Но нельзя же стоять здесь вечно. Необходимо на что-нибудь решиться, сейчас не время думать о Геббельсе, впору только о себе подумать.
Он бросился наверх, никого там нет, никто за ним не следит. Он снова звонит к адвокату Толю. Не обращая внимания на горничную, устремляется в кабинет, бросает открытку на письменный стол своего поверенного. — Бот! Посмотри, что я нашел здесь на лестнице!
Адвокат мельком взглядывает на открытку. Затем встает и предусмотрительно запирает двойную дверь кабинета, которую взволнованный Хартейзен позабыл закрыть. Он возвращается к письменному столу. Берет открытку и долго, внимательно читает, а Хартейзен между тем бегает взад и вперед по комнате и бросает нетерпеливые взгляды на своего друга.
Наконец Толь кладет открытку и спрашивает: — Так где, говоришь, нашел открытку?
— Здесь на лестнице, полуэтажом ниже.
— На лестнице? То есть, на ступеньках?
— Не придирайся к словам, Эрвин! Нет, не на ступеньках, а на подоконнике!
— Разреши тебя спросить, почему, собственно, надо было притащить ко мне в контору этот очаровательный сувенир?
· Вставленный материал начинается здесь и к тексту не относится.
use std::sync::{Arc, Mutex, MutexGuard};

use hashbrown::HashMap;
use tenperm_common::DeviceId;
use thiserror::Error;

/// Opaque device memory address token, interpreted only by the backend.
#[derive(Debug, Clone, Copy, PartialEq, Eq, Hash)]
pub struct DevicePtr(pub u64);

impl DevicePtr {
    /// The null pointer, used for zero-sized buffers.
    pub const NULL: DevicePtr = DevicePtr(0);

    /// Whether this is the null pointer.
    pub fn is_null(&self) -> bool {
        self.0 == 0
    }
}

/// An error raised by the memory capability.
#[derive(Error, Debug)]
pub enum AllocError {
    /// The device cannot satisfy the allocation.
    #[error("{device} is out of memory while allocating {bytes} bytes")]
    OutOfMemory {
        /// Device the allocation targeted.
        device: DeviceId,
        /// Requested size.
        bytes: usize,
    },

    /// Any other backend failure.
    #[error("allocator failure: {0}")]
    Backend(String),
}

/// The injected device memory capability.
///
/// The planner only ever calls this allocate/deallocate/write triple and
/// never assumes a particular allocation strategy; wrap an implementation
/// in [`PoolAllocator`] to get recycling without touching the backend.
pub trait DeviceAllocator: Send + Sync {
    /// Allocate `bytes` bytes on `device`.
    fn allocate(&self, device: DeviceId, bytes: usize) -> Result<DevicePtr, AllocError>;

    /// Release a pointer previously returned by [`allocate`](Self::allocate).
    fn deallocate(&self, device: DeviceId, ptr: DevicePtr);

    /// Copy host bytes into device memory at `ptr`.
    fn write(&self, device: DeviceId, ptr: DevicePtr, data: &[u8]) -> Result<(), AllocError>;
}

/// A device buffer with scoped ownership: the allocation is released when
/// the buffer drops, on every exit path.
pub struct DeviceBuffer {
    ptr: DevicePtr,
    bytes: usize,
    device: DeviceId,
    allocator: Arc<dyn DeviceAllocator>,
}

impl DeviceBuffer {
    /// Allocate `bytes` bytes on `device`. A zero-sized buffer performs
    /// no allocation and holds the null pointer.
    pub fn new(
        allocator: Arc<dyn DeviceAllocator>,
        device: DeviceId,
        bytes: usize,
    ) -> Result<Self, AllocError> {
        let ptr = if bytes == 0 {
            DevicePtr::NULL
        } else {
            allocator.allocate(device, bytes)?
        };
        Ok(Self {
            ptr,
            bytes,
            device,
            allocator,
        })
    }

    /// Allocate and populate a buffer from host bytes.
    pub fn with_data(
        allocator: Arc<dyn DeviceAllocator>,
        device: DeviceId,
        data: &[u8],
    ) -> Result<Self, AllocError> {
        let buffer = Self::new(allocator, device, data.len())?;
        if !data.is_empty() {
            buffer.allocator.write(buffer.device, buffer.ptr, data)?;
        }
        Ok(buffer)
    }

    /// The device address of this buffer.
    pub fn ptr(&self) -> DevicePtr {
        self.ptr
    }

    /// Size in bytes.
    pub fn len(&self) -> usize {
        self.bytes
    }

    /// Whether the buffer is zero-sized.
    pub fn is_empty(&self) -> bool {
        self.bytes == 0
    }

    /// Device the buffer lives on.
    pub fn device(&self) -> DeviceId {
        self.device
    }
}

impl Drop for DeviceBuffer {
    fn drop(&mut self) {
        if self.bytes > 0 {
            self.allocator.deallocate(self.device, self.ptr);
        }
    }
}

impl core::fmt::Debug for DeviceBuffer {
    fn fmt(&self, f: &mut core::fmt::Formatter<'_>) -> core::fmt::Result {
        f.debug_struct("DeviceBuffer")
            .field("ptr", &self.ptr)
            .field("bytes", &self.bytes)
            .field("device", &self.device)
            .finish()
    }
}

/// A pooling decorator over any [`DeviceAllocator`].
///
/// Freed blocks are kept in per-(device, size) free lists and handed back
/// on the next allocation of the same size instead of going through the
/// backend again. All pooled blocks are returned to the backend when the
/// pool drops.
pub struct PoolAllocator {
    inner: Arc<dyn DeviceAllocator>,
    state: Mutex<PoolState>,
}

#[derive(Default)]
struct PoolState {
    free: HashMap<(DeviceId, usize), Vec<DevicePtr>>,
    live: HashMap<(DeviceId, u64), usize>,
}

impl PoolAllocator {
    /// Wrap a backend allocator.
    pub fn new(inner: Arc<dyn DeviceAllocator>) -> Self {
        Self {
            inner,
            state: Mutex::new(PoolState::default()),
        }
    }

    fn lock(&self) -> MutexGuard<'_, PoolState> {
        match self.state.lock() {
            Ok(guard) => guard,
            Err(poisoned) => poisoned.into_inner(),
        }
    }
}

impl DeviceAllocator for PoolAllocator {
    fn allocate(&self, device: DeviceId, bytes: usize) -> Result<DevicePtr, AllocError> {
        let mut state = self.lock();
        let ptr = match state.free.get_mut(&(device, bytes)).and_then(Vec::pop) {
            Some(recycled) => recycled,
            None => self.inner.allocate(device, bytes)?,
        };
        state.live.insert((device, ptr.0), bytes);
        Ok(ptr)
    }

    fn deallocate(&self, device: DeviceId, ptr: DevicePtr) {
        let mut state = self.lock();
        match state.live.remove(&(device, ptr.0)) {
            Some(bytes) => {
                state.free.entry((device, bytes)).or_default().push(ptr);
            }
            // Not one of ours; hand it straight to the backend.
            None => self.inner.deallocate(device, ptr),
        }
    }

    fn write(&self, device: DeviceId, ptr: DevicePtr, data: &[u8]) -> Result<(), AllocError> {
        self.inner.write(device, ptr, data)
    }
}

impl Drop for PoolAllocator {
    fn drop(&mut self) {
        let mut state = self.lock();
        for ((device, _), ptrs) in state.free.drain() {
            for ptr in ptrs {
                self.inner.deallocate(device, ptr);
            }
        }
    }
}

#[cfg(test)]
mod tests {
    use std::sync::atomic::{AtomicUsize, Ordering};

    use super::*;

    #[derive(Default)]
    struct CountingAllocator {
        allocs: AtomicUsize,
        deallocs: AtomicUsize,
        next: AtomicUsize,
    }

    impl DeviceAllocator for CountingAllocator {
        fn allocate(&self, _device: DeviceId, _bytes: usize) -> Result<DevicePtr, AllocError> {
            self.allocs.fetch_add(1, Ordering::Relaxed);
            Ok(DevicePtr(self.next.fetch_add(1, Ordering::Relaxed) as u64 + 1))
        }

        fn deallocate(&self, _device: DeviceId, _ptr: DevicePtr) {
            self.deallocs.fetch_add(1, Ordering::Relaxed);
        }

        fn write(&self, _device: DeviceId, _ptr: DevicePtr, _data: &[u8]) -> Result<(), AllocError> {
            Ok(())
        }
    }

    #[test]
    fn buffer_releases_on_drop() {
        let allocator = Arc::new(CountingAllocator::default());
        let device = DeviceId::new(0);
        {
            let _buffer = DeviceBuffer::new(allocator.clone(), device, 256).unwrap();
            assert_eq!(allocator.allocs.load(Ordering::Relaxed), 1);
            assert_eq!(allocator.deallocs.load(Ordering::Relaxed), 0);
        }
        assert_eq!(allocator.deallocs.load(Ordering::Relaxed), 1);
    }

    #[test]
    fn zero_sized_buffer_skips_backend() {
        let allocator = Arc::new(CountingAllocator::default());
        let buffer = DeviceBuffer::new(allocator.clone(), DeviceId::new(0), 0).unwrap();
        assert!(buffer.is_empty());
        assert!(buffer.ptr().is_null());
        drop(buffer);
        assert_eq!(allocator.allocs.load(Ordering::Relaxed), 0);
        assert_eq!(allocator.deallocs.load(Ordering::Relaxed), 0);
    }

    #[test]
    fn pool_reuses_freed_blocks_of_equal_size() {
        let backend = Arc::new(CountingAllocator::default());
        let pool = PoolAllocator::new(backend.clone());
        let device = DeviceId::new(0);

        let first = pool.allocate(device, 1024).unwrap();
        pool.deallocate(device, first);
        let second = pool.allocate(device, 1024).unwrap();

        assert_eq!(first, second);
        assert_eq!(backend.allocs.load(Ordering::Relaxed), 1);
        assert_eq!(backend.deallocs.load(Ordering::Relaxed), 0);
    }

    #[test]
    fn pool_returns_blocks_to_backend_on_drop() {
        let backend = Arc::new(CountingAllocator::default());
        let device = DeviceId::new(0);
        {
            let pool = PoolAllocator::new(backend.clone());
            let ptr = pool.allocate(device, 64).unwrap();
            pool.deallocate(device, ptr);
        }
        assert_eq!(backend.deallocs.load(Ordering::Relaxed), 1);
    }
}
Голос адвоката звучит резко, актер говорит умоляющим тоном: — А что мне было делать? Я увидел открытку и машинально взял.
— Так почему же ты не положил ее обратно? Ведь это было бы естественнее всего!
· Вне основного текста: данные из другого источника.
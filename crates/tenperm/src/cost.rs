//! Analytic cost model.
//!
//! Every candidate gets a predicted cycle count before anything touches
//! the device. Memory traffic is counted the way the hardware sees it:
//! per-warp transactions against the transaction width and cache-line
//! coverage against the line width, evaluated at deterministically
//! sampled positions so huge outer volumes stay cheap to model. The
//! latency constants are uncalibrated scale factors; only the relative
//! order of candidates matters.

use tenperm_common::{ElemSize, HardwareProperties};

use crate::plan::split::Strategy;
use crate::plan::tables::{apply_in, apply_out};
use crate::plan::{CostMetrics, TransposePlan};

const LAT_GLOBAL: f64 = 360.0;
const LAT_SHARED: f64 = 24.0;
const ITER_OVERHEAD: f64 = 60.0;

/// Cap on sampled tile rows per side.
const ROW_SAMPLES: usize = 32;
/// Cap on sampled contiguous segments per side.
const SEGMENT_SAMPLES: usize = 16;

/// Transactions one warp issues for `n` consecutive elements starting
/// at element position `pos`, with `width` elements per transaction.
pub fn transactions(pos: usize, n: usize, width: usize) -> u64 {
    if n == 0 {
        return 0;
    }
    ((pos + n - 1) / width - pos / width + 1) as u64
}

/// Cache lines `(full, partial)` covered by `n` consecutive elements at
/// `pos`, with `width` elements per line.
pub fn cache_lines(pos: usize, n: usize, width: usize) -> (u64, u64) {
    if n == 0 {
        return (0, 0);
    }
    let touched = (pos + n - 1) / width - pos / width + 1;
    let full = ((pos + n) / width).saturating_sub(pos.div_ceil(width));
    (full as u64, (touched - full) as u64)
}

/// Evenly spaced positions in `0..n`, at most `cap` of them, with the
/// weight each sample stands for. The same inputs always produce the
/// same samples.
pub fn sample_positions(n: usize, cap: usize) -> (Vec<usize>, f64) {
    let count = n.min(cap).max(1);
    let positions = (0..count).map(|i| i * n / count).collect();
    (positions, n as f64 / count as f64)
}

/// Predict the cost of a plan on the given device.
pub fn estimate(plan: &TransposePlan, props: &HardwareProperties, samples: usize) -> CostMetrics {
    let mut metrics = match plan.partition.strategy {
        Strategy::Trivial => estimate_trivial(plan, props),
        Strategy::Tiled | Strategy::TiledCopy => estimate_tiled(plan, props, samples),
        Strategy::Packed | Strategy::PackedSplit => estimate_packed(plan, props, samples),
    };
    metrics.cycles = cycles(plan, &metrics, props);
    metrics
}

fn widths(elem: ElemSize, props: &HardwareProperties) -> (usize, usize) {
    (props.l1_elems(elem.bytes()), props.l2_elems(elem.bytes()))
}

fn estimate_trivial(plan: &TransposePlan, props: &HardwareProperties) -> CostMetrics {
    let (acc, cl) = widths(plan.elem, props);
    let total = plan.partition.vol_mbar * plan.partition.vol_mmk;
    let warp = props.warp_size as usize;

    // Contiguous and aligned on both sides.
    let req = total.div_ceil(warp) as u64;
    let tran = total.div_ceil(acc) as u64;
    CostMetrics {
        gld_req: req,
        gst_req: req,
        gld_tran: tran,
        gst_tran: tran,
        cl_full_l2: (total / cl) as u64,
        cl_part_l2: (total % cl != 0) as u64,
        cl_full_l1: (total / acc) as u64,
        cl_part_l1: (total % acc != 0) as u64,
        mlp: 4.0,
        ..CostMetrics::default()
    }
}

/// One side of a tiled access pattern: rows of `row_len` contiguous
/// elements spaced `row_stride` apart, over `rows` rows and
/// `width_vol` columns split into warp-wide blocks.
struct TiledSide {
    width_vol: usize,
    rows: usize,
    row_stride: usize,
}

fn estimate_tiled(plan: &TransposePlan, props: &HardwareProperties, samples: usize) -> CostMetrics {
    let (acc, cl) = widths(plan.elem, props);
    let part = &plan.partition;
    let tile = part.tile;
    let vol_mbar = part.vol_mbar;

    let (rows_in, rows_out) = if part.strategy == Strategy::Tiled {
        (part.vol_mk, part.vol_mm)
    } else {
        (part.vol_mk_bar, part.vol_mk_bar)
    };
    let load = TiledSide {
        width_vol: part.vol_mm,
        rows: rows_in,
        row_stride: plan.cu_dim_mk,
    };
    let store = if part.strategy == Strategy::Tiled {
        TiledSide {
            width_vol: part.vol_mk,
            rows: rows_out,
            row_stride: plan.cu_dim_mm,
        }
    } else {
        TiledSide {
            width_vol: part.vol_mm,
            rows: rows_out,
            row_stride: plan.cu_dim_mm,
        }
    };

    let (mbar_pos, mbar_w) = sample_positions(vol_mbar, samples.max(1));
    let side_tran = |side: &TiledSide, base_of: &dyn Fn(usize) -> usize, count_cl: bool| {
        let blocks = side.width_vol.div_ceil(tile);
        let (row_pos, row_w) = sample_positions(side.rows, ROW_SAMPLES);
        let mut tran = 0.0;
        let mut full_l2 = 0.0;
        let mut part_l2 = 0.0;
        let mut full_l1 = 0.0;
        let mut part_l1 = 0.0;
        for &pm in &mbar_pos {
            let base = base_of(pm);
            for block in 0..blocks {
                let len = tile.min(side.width_vol - block * tile);
                for &row in &row_pos {
                    let pos = base + block * tile + row * side.row_stride;
                    let weight = mbar_w * row_w;
                    tran += transactions(pos, len, acc) as f64 * weight;
                    if count_cl {
                        let (f2, p2) = cache_lines(pos, len, cl);
                        let (f1, p1) = cache_lines(pos, len, acc);
                        full_l2 += f2 as f64 * weight;
                        part_l2 += p2 as f64 * weight;
                        full_l1 += f1 as f64 * weight;
                        part_l1 += p1 as f64 * weight;
                    }
                }
            }
        }
        (tran, full_l2, part_l2, full_l1, part_l1)
    };

    let (gld_tran, ..) = side_tran(&load, &|pm| apply_in(&plan.host_mbar, pm), false);
    let (gst_tran, full_l2, part_l2, full_l1, part_l1) =
        side_tran(&store, &|pm| apply_out(&plan.host_mbar, pm), true);

    let gld_req = (vol_mbar * load.width_vol.div_ceil(tile) * load.rows) as u64;
    let gst_req = (vol_mbar * store.width_vol.div_ceil(tile) * store.rows) as u64;

    // The padded tile keeps shared traffic conflict-free; transposed
    // shuffling happens only in the genuinely tiled case.
    let (sld_req, sst_req) = if part.strategy == Strategy::Tiled {
        (gst_req, gld_req)
    } else {
        (0, 0)
    };

    CostMetrics {
        gld_req,
        gst_req,
        gld_tran: gld_tran.round() as u64,
        gst_tran: gst_tran.round() as u64,
        cl_full_l2: full_l2.round() as u64,
        cl_part_l2: part_l2.round() as u64,
        cl_full_l1: full_l1.round() as u64,
        cl_part_l1: part_l1.round() as u64,
        sld_req,
        sst_req,
        sld_tran: sld_req,
        sst_tran: sst_req,
        mlp: 4.0,
        ..CostMetrics::default()
    }
}

fn estimate_packed(plan: &TransposePlan, props: &HardwareProperties, samples: usize) -> CostMetrics {
    let (acc, cl) = widths(plan.elem, props);
    let part = &plan.partition;
    let warp = props.warp_size as usize;
    let vol = part.vol_mmk_split();
    let blocks = part.vol_mbar * part.num_split;

    // A split piece breaks the contiguous run at the split axis.
    let in_cont = cont_volume(
        plan.shape.iter().enumerate().map(|(a, &e)| (a, e)),
        plan,
    )
    .min(vol)
    .max(1);
    let out_cont = cont_volume(
        plan.permutation.iter().map(|&a| (a, plan.shape[a])),
        plan,
    )
    .min(vol)
    .max(1);

    let (mbar_pos, mbar_w) = sample_positions(part.vol_mbar, samples.max(1));
    let side_tran = |cont: usize, base_of: &dyn Fn(usize) -> usize, seg_of: &dyn Fn(usize) -> usize, count_cl: bool| {
        let nseg = vol.div_ceil(cont);
        let (seg_pos, seg_w) = sample_positions(nseg, SEGMENT_SAMPLES);
        let mut tran = 0.0;
        let mut full_l2 = 0.0;
        let mut part_l2 = 0.0;
        let mut full_l1 = 0.0;
        let mut part_l1 = 0.0;
        for &pm in &mbar_pos {
            let base = base_of(pm);
            for &s in &seg_pos {
                let start = base + seg_of(s * cont);
                let len = cont.min(vol - s * cont);
                // A segment is walked by consecutive warp-wide chunks.
                let mut offset = 0;
                while offset < len {
                    let n = warp.min(len - offset);
                    let pos = start + offset;
                    let weight = mbar_w * seg_w;
                    tran += transactions(pos, n, acc) as f64 * weight;
                    if count_cl {
                        let (f2, p2) = cache_lines(pos, n, cl);
                        let (f1, p1) = cache_lines(pos, n, acc);
                        full_l2 += f2 as f64 * weight;
                        part_l2 += p2 as f64 * weight;
                        full_l1 += f1 as f64 * weight;
                        part_l1 += p1 as f64 * weight;
                    }
                    offset += n;
                }
            }
        }
        let scale = part.num_split as f64;
        (
            tran * scale,
            full_l2 * scale,
            part_l2 * scale,
            full_l1 * scale,
            part_l1 * scale,
        )
    };

    let (gld_tran, ..) = side_tran(
        in_cont,
        &|pm| apply_in(&plan.host_mbar, pm),
        &|p| apply_in(&plan.host_mmk, p),
        false,
    );
    let (gst_tran, full_l2, part_l2, full_l1, part_l1) = side_tran(
        out_cont,
        &|pm| apply_out(&plan.host_mbar, pm),
        &|p| apply_out(&plan.host_mmk, p),
        true,
    );

    let req = (vol.div_ceil(warp) * blocks) as u64;
    CostMetrics {
        gld_req: req,
        gst_req: req,
        gld_tran: gld_tran.round() as u64,
        gst_tran: gst_tran.round() as u64,
        cl_full_l2: full_l2.round() as u64,
        cl_part_l2: part_l2.round() as u64,
        cl_full_l1: full_l1.round() as u64,
        cl_part_l1: part_l1.round() as u64,
        sld_req: req,
        sst_req: req,
        sld_tran: req,
        sst_tran: req,
        mlp: plan.geometry.reg_storage as f64,
        ..CostMetrics::default()
    }
}

/// Contiguous element run at the start of the Mmk tile when walked in
/// the given axis order, honoring the piece boundary of a split axis.
fn cont_volume(order: impl Iterator<Item = (usize, usize)>, plan: &TransposePlan) -> usize {
    let part = &plan.partition;
    let in_mmk = crate::plan::split::mmk_membership(
        part.size_mm,
        part.size_mk,
        plan.shape.len(),
        &plan.permutation,
    );
    let piece = if part.num_split > 1 {
        part.split_extent.div_ceil(part.num_split)
    } else {
        0
    };
    let mut vol = 1;
    for (axis, extent) in order {
        if !in_mmk[axis] {
            break;
        }
        if part.num_split > 1 && axis == part.split_axis {
            vol *= piece;
            break;
        }
        vol *= extent;
    }
    vol
}

/// Fold the traffic counts into a cycle prediction: global and shared
/// latency divided by the warps in flight, plus a fixed overhead per
/// extra outer-loop iteration.
fn cycles(plan: &TransposePlan, metrics: &CostMetrics, props: &HardwareProperties) -> f64 {
    let grid = &plan.geometry.grid;
    let groups_total = grid.x as u64 * grid.y as u64 * grid.z as u64;
    let resident =
        (plan.active_groups as u64 * props.processor_count as u64).min(groups_total.max(1));
    let warps_per_group =
        (plan.geometry.group.num_elems().div_ceil(props.warp_size)) as u64;
    let in_flight = (resident * warps_per_group) as f64 * metrics.mlp.max(1.0);

    let mem = (metrics.gld_tran + metrics.gst_tran) as f64 * LAT_GLOBAL / in_flight;
    let shared = (metrics.sld_tran + metrics.sst_tran) as f64 * LAT_SHARED / in_flight;
    mem + shared + (plan.num_iter.saturating_sub(1)) as f64 * ITER_OVERHEAD
}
— Лифт прошел мимо, когда я читал. Мне показалось, что на меня обратили внимание. Меня очень многие знают в лицо.
— Час от часу не легче! — горько усмехнулся адвокат. — И ты, вероятно, побежал ко мне, держа открытку всем на показ? — Актер мрачно кивнул головой. — Нет, мой друг, — сказал Толь решительно и протянул ему открытку. — Возьми, пожалуйста, обратно. Мне с ней делать нечего. Запомни твердо, на меня не ссылайся. Я никакой открытки в глаза не видал. Да возьми же ее, наконец!
Побледневший Хартейзен уставился на своего друга. — Я полагаю, — сказал он помолчав, — что ты не только мой друг, но и мой поверенный, ты защищаешь мои интересы.
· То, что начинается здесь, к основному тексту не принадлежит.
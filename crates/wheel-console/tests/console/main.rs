mod client_test;
mod gate_test;
mod handlers_test;
mod service_test;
— Не в данном случае, или, скажем для ясности, не в дальнейшем. Ты неудачник, у тебя поразительная способность, вечно ты влопываешься в самые скверные истории. Ты и на других навлечешь беду. Да возьми же наконец свою открытку!
Он опять протянул ее.
Но Хартейзен, бледный как полотно, все еще стоял перед ним, засунув руки в карманы.
После долгого молчания он прошептал: — Я боюсь. Последние дни у меня все время такое ощущение, будто за мной следят. Сделай милость — разорви открытку. Брось ее в корзину для бумаг!
— Опасно, мой милый! Достаточно сунуть туда нос рассыльному или излишне бдительной уборщице, и я пропал!